_DIRECTIONS:_ Every line in the entries that holds the word "derive" counts toward the answer, which should be a single number.

(Beginning of MATERIAL FOR THIS EXERCISE)

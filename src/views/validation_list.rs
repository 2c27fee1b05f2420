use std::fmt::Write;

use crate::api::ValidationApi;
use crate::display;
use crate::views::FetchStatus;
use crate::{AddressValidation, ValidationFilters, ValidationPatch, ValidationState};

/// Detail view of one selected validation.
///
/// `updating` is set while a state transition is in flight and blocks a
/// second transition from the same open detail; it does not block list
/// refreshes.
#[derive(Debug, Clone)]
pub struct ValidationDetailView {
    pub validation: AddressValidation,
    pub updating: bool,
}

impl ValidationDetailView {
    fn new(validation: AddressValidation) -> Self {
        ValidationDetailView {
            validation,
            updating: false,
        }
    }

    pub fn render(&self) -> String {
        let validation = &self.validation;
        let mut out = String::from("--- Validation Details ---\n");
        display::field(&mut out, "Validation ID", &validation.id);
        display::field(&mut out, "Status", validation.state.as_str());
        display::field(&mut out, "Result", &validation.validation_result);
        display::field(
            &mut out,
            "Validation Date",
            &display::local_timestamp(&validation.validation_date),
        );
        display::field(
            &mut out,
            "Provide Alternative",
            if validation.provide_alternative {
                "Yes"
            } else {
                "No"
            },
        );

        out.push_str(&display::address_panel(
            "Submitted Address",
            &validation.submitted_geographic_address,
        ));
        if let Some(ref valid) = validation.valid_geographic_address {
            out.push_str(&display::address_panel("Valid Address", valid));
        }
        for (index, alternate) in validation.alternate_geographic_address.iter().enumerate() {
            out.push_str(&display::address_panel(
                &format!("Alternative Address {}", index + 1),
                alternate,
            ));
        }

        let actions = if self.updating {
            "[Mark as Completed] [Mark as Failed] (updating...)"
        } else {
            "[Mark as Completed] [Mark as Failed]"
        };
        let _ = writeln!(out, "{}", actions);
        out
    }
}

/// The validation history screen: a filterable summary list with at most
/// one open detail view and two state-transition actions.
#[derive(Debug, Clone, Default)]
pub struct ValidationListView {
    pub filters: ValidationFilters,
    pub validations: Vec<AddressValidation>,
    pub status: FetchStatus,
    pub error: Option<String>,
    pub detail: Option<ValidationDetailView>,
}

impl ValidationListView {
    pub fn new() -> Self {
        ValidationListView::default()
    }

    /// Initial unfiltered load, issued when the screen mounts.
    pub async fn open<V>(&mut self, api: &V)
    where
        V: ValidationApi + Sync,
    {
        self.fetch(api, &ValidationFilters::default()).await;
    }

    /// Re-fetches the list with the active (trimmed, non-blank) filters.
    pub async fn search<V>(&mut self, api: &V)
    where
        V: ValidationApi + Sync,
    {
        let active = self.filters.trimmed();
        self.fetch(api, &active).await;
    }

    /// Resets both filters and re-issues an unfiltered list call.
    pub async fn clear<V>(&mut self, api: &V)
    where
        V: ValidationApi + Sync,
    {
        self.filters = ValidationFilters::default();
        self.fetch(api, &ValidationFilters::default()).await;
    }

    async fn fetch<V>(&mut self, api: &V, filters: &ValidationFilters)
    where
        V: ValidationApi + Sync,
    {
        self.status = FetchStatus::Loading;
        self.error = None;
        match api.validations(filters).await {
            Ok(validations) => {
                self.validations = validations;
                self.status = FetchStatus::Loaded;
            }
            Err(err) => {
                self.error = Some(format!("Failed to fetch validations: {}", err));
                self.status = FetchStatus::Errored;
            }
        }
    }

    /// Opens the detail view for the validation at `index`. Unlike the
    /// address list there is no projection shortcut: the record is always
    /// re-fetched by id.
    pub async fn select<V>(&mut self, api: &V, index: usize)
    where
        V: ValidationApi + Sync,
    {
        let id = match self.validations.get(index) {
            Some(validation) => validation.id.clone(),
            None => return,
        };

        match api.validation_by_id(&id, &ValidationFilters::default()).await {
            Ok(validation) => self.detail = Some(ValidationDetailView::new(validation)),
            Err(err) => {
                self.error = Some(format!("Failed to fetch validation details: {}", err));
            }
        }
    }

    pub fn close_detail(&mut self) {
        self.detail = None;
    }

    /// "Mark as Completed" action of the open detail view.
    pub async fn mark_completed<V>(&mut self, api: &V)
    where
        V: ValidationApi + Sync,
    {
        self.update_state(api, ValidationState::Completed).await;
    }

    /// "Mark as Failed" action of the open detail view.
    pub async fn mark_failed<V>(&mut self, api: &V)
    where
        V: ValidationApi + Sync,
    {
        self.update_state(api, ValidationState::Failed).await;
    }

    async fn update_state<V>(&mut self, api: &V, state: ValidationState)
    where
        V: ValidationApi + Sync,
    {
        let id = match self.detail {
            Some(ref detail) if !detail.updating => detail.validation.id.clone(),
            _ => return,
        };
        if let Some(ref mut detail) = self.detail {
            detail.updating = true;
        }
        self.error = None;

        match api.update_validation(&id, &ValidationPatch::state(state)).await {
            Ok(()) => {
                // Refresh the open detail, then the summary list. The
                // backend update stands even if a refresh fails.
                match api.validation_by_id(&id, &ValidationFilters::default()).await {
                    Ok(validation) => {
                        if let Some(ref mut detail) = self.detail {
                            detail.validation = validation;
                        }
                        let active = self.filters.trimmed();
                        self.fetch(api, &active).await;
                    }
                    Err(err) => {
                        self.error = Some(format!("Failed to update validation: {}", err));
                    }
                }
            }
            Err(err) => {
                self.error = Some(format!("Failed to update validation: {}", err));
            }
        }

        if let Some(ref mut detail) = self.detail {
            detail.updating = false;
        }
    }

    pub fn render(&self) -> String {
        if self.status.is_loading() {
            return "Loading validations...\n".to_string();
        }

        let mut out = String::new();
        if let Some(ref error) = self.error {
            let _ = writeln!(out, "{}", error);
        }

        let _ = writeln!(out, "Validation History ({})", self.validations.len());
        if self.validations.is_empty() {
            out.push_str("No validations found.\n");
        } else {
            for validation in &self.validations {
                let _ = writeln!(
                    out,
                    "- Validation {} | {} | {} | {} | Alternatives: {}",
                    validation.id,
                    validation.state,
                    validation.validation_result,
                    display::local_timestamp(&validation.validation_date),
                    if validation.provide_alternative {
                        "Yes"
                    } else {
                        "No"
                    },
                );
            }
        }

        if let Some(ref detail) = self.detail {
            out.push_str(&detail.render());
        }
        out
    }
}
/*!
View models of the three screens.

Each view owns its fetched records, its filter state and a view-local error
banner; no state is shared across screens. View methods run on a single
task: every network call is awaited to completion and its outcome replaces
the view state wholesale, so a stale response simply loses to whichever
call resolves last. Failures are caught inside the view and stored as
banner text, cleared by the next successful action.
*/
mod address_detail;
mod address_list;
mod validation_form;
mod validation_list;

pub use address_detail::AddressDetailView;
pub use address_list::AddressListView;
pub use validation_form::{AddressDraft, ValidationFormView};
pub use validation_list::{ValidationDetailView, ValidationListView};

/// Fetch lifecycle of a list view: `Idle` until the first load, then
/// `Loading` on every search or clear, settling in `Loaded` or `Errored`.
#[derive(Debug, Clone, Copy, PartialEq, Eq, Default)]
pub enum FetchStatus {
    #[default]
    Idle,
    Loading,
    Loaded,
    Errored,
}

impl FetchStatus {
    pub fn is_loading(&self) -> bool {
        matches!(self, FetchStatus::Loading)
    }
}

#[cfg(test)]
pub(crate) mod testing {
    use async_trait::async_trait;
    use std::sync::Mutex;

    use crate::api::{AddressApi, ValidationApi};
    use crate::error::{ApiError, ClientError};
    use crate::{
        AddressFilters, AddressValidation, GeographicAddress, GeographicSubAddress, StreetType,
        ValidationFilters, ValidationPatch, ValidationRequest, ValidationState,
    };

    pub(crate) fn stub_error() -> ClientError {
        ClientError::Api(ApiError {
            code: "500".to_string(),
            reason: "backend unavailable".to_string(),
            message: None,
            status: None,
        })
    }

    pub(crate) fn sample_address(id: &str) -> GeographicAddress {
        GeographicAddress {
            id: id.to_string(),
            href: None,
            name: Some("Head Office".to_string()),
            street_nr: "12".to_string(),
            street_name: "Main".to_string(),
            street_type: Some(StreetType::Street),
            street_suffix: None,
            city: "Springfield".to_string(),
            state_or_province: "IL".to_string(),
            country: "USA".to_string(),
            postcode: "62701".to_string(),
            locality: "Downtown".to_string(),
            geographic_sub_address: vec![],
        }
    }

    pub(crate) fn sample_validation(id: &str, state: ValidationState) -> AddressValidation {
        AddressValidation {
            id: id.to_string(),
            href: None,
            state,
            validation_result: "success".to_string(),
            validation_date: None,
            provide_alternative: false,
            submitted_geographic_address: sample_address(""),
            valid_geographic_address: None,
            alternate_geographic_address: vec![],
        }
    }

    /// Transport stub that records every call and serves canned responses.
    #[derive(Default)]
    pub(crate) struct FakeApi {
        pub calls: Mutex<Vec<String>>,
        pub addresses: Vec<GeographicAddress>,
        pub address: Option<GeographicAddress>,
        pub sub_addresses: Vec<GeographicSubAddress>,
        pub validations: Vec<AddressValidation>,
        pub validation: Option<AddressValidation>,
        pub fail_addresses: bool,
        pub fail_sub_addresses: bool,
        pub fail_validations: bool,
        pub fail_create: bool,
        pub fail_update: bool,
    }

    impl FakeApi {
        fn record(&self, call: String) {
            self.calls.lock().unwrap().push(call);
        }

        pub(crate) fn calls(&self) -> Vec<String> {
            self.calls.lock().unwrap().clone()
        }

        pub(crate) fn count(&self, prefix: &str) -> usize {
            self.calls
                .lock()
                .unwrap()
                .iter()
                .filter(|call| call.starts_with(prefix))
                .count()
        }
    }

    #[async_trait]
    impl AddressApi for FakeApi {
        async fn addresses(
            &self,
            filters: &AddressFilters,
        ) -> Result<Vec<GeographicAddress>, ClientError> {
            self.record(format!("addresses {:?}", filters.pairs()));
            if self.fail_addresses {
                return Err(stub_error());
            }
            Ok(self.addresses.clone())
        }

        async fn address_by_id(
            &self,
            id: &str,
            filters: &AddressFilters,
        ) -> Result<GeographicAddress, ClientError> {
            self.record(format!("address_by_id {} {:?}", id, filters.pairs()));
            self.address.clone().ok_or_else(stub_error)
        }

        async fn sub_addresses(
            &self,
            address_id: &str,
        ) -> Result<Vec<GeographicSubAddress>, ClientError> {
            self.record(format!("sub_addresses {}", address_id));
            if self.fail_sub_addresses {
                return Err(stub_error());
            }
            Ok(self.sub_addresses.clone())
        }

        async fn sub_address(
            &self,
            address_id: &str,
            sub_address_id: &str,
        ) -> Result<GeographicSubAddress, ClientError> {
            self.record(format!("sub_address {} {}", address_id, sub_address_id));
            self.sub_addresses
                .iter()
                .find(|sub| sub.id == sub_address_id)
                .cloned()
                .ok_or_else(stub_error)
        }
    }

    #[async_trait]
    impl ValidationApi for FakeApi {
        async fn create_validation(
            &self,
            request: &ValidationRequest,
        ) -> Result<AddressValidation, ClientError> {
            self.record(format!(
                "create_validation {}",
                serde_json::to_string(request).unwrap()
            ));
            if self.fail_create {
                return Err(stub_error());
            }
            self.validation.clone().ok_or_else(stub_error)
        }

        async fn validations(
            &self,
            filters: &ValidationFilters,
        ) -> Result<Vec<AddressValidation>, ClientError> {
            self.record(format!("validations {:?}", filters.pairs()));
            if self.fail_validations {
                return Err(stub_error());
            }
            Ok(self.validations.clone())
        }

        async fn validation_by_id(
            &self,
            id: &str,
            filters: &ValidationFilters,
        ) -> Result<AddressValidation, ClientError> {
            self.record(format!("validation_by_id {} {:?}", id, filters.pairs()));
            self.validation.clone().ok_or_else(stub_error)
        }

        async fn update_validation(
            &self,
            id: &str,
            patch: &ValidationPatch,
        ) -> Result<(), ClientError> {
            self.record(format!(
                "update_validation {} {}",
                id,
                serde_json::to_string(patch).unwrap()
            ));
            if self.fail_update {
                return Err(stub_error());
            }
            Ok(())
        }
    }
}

(End of MATERIAL FOR THIS EXERCISE)

_COMPLETED TASK:_ 4